WHAT IS REQUIRED:
If a line in the listing includes the word "candidates", copy it out.

DATA SHOWN:

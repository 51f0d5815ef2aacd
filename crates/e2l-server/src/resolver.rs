//! Property path resolution for `set`
//!
//! A path looks like `entity[:component...]:property`. Every segment but the
//! last is a regular expression matched at the start of a name; the first
//! segment selects entity groups, each later one expands the candidates to
//! their matching direct sub-components. One path can therefore touch any
//! number of objects.

use crate::engine::{Engine, ObjectGraph, ObjectId, WorldId};
use e2l_core::{BridgeError, PropertyValue, Result, Setter};
use regex::Regex;
use std::collections::BTreeMap;
use tracing::{debug, trace};

/// Final segment of a path
#[derive(Debug, Clone)]
pub enum PropertyPattern {
    /// Plain identifier, compared verbatim
    Literal(String),
    /// Anything else, matched against the whole property name
    Pattern(Regex),
}

impl PropertyPattern {
    fn parse(segment: &str) -> Result<Self> {
        if is_identifier(segment) {
            return Ok(PropertyPattern::Literal(segment.to_string()));
        }
        compile(segment, true).map(PropertyPattern::Pattern)
    }

    /// Names of the properties on `object` selected by this pattern
    fn select<G: ObjectGraph + ?Sized>(&self, graph: &G, object: ObjectId) -> Vec<String> {
        match self {
            PropertyPattern::Literal(name) if graph.has_property(object, name) => vec![name.clone()],
            PropertyPattern::Literal(_) => Vec::new(),
            PropertyPattern::Pattern(re) => graph
                .property_names(object)
                .into_iter()
                .filter(|name| re.is_match(name))
                .collect(),
        }
    }
}

/// A parsed `entity[:component...]:property` expression
#[derive(Debug, Clone)]
pub struct PropertyPath {
    scopes: Vec<Regex>,
    property: PropertyPattern,
}

impl PropertyPath {
    pub fn parse(path: &str) -> Result<Self> {
        let malformed = |detail: &str| {
            BridgeError::malformed(format!(
                "Malformatted actor[:comp]?:property specifier ({}): {}. Needs to be [actor-pattern[:comp-pattern(s)]*:property-pattern].",
                path, detail
            ))
        };

        let body = path.strip_prefix(':').unwrap_or(path);
        let mut segments: Vec<&str> = body.split(':').collect();
        if segments.len() < 2 {
            return Err(malformed("no property segment"));
        }
        let property = segments.pop().unwrap_or_default();
        if property.is_empty() {
            return Err(malformed("empty property segment"));
        }

        let scopes = segments
            .into_iter()
            .map(|segment| {
                if segment.is_empty() {
                    return Err(malformed("empty segment"));
                }
                compile(segment, false).map_err(|_| malformed(&format!("invalid pattern '{}'", segment)))
            })
            .collect::<Result<Vec<_>>>()?;
        let property = PropertyPattern::parse(property)
            .map_err(|_| malformed(&format!("invalid property pattern '{}'", property)))?;

        Ok(Self { scopes, property })
    }

    /// Number of entity/component segments
    pub fn depth(&self) -> usize {
        self.scopes.len()
    }

    /// Objects matched by the entity and component segments
    pub fn resolve_objects<G: ObjectGraph + ?Sized>(&self, graph: &G, world: WorldId) -> Vec<ObjectId> {
        let mut scopes = self.scopes.iter();
        let Some(first) = scopes.next() else {
            return Vec::new();
        };

        let mut candidates: Vec<ObjectId> = entity_groups(graph, world)
            .into_iter()
            .filter(|(base, _)| first.is_match(base))
            .flat_map(|(_, members)| members)
            .collect();

        for scope in scopes {
            if candidates.is_empty() {
                break;
            }
            candidates = candidates
                .iter()
                .flat_map(|object| graph.children(*object))
                .filter(|child| graph.name(*child).is_some_and(|name| scope.is_match(&name)))
                .collect();
        }
        candidates
    }

    /// `(object, property)` pairs the path addresses
    pub fn resolve<G: ObjectGraph + ?Sized>(&self, graph: &G, world: WorldId) -> Vec<(ObjectId, String)> {
        self.resolve_objects(graph, world)
            .into_iter()
            .flat_map(|object| {
                self.property
                    .select(graph, object)
                    .into_iter()
                    .map(move |name| (object, name))
            })
            .collect()
    }
}

/// Strip one trailing `_<digits>` disambiguation suffix
pub fn base_name(name: &str) -> &str {
    match name.rsplit_once('_') {
        Some((base, digits)) if !digits.is_empty() && digits.bytes().all(|b| b.is_ascii_digit()) => base,
        _ => name,
    }
}

/// Entities of `world` grouped by base name
pub fn entity_groups<G: ObjectGraph + ?Sized>(graph: &G, world: WorldId) -> BTreeMap<String, Vec<ObjectId>> {
    let mut groups: BTreeMap<String, Vec<ObjectId>> = BTreeMap::new();
    for entity in graph.entities(world) {
        if let Some(name) = graph.name(entity) {
            groups.entry(base_name(&name).to_string()).or_default().push(entity);
        }
    }
    groups
}

/// Apply a batch of setters; returns the number of property writes
///
/// Every path is parsed before anything is written. Past that point writes
/// are applied in order and not rolled back if a later setter fails.
pub fn apply_setters<E: Engine + ?Sized>(engine: &mut E, world: WorldId, setters: &[Setter]) -> Result<usize> {
    let parsed = setters
        .iter()
        .map(|setter| PropertyPath::parse(&setter.path).map(|path| (setter, path)))
        .collect::<Result<Vec<_>>>()?;

    let mut writes = 0;
    for (setter, path) in parsed {
        let value = PropertyValue::from_wire(&setter.value)?;
        let targets = path.resolve(&*engine, world);
        debug!(
            path = %setter.path,
            relative = setter.relative,
            targets = targets.len(),
            "applying setter"
        );

        for (object, property) in targets {
            let Some(current) = engine.property(object, &property) else {
                continue;
            };
            let next = if setter.relative {
                current.add(&value)?
            } else {
                value.clone().coerce_like(&current)?
            };
            trace!(object, property = %property, value = %next, "property written");
            engine.set_property(object, &property, next)?;
            writes += 1;
        }
    }
    Ok(writes)
}

fn is_identifier(segment: &str) -> bool {
    !segment.is_empty() && segment.chars().all(|c| c.is_alphanumeric() || c == '_')
}

fn compile(pattern: &str, full: bool) -> Result<Regex> {
    let anchored = if full {
        format!("^(?:{})$", pattern)
    } else {
        format!("^(?:{})", pattern)
    };
    Regex::new(&anchored).map_err(|e| BridgeError::malformed(e.to_string()))
}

ANSWER SPACE:
//! segment selects entity groups, each later one expands the candidates to
        let mut candidates: Vec<ObjectId> = entity_groups(graph, world)
            if candidates.is_empty() {
            candidates = candidates
        candidates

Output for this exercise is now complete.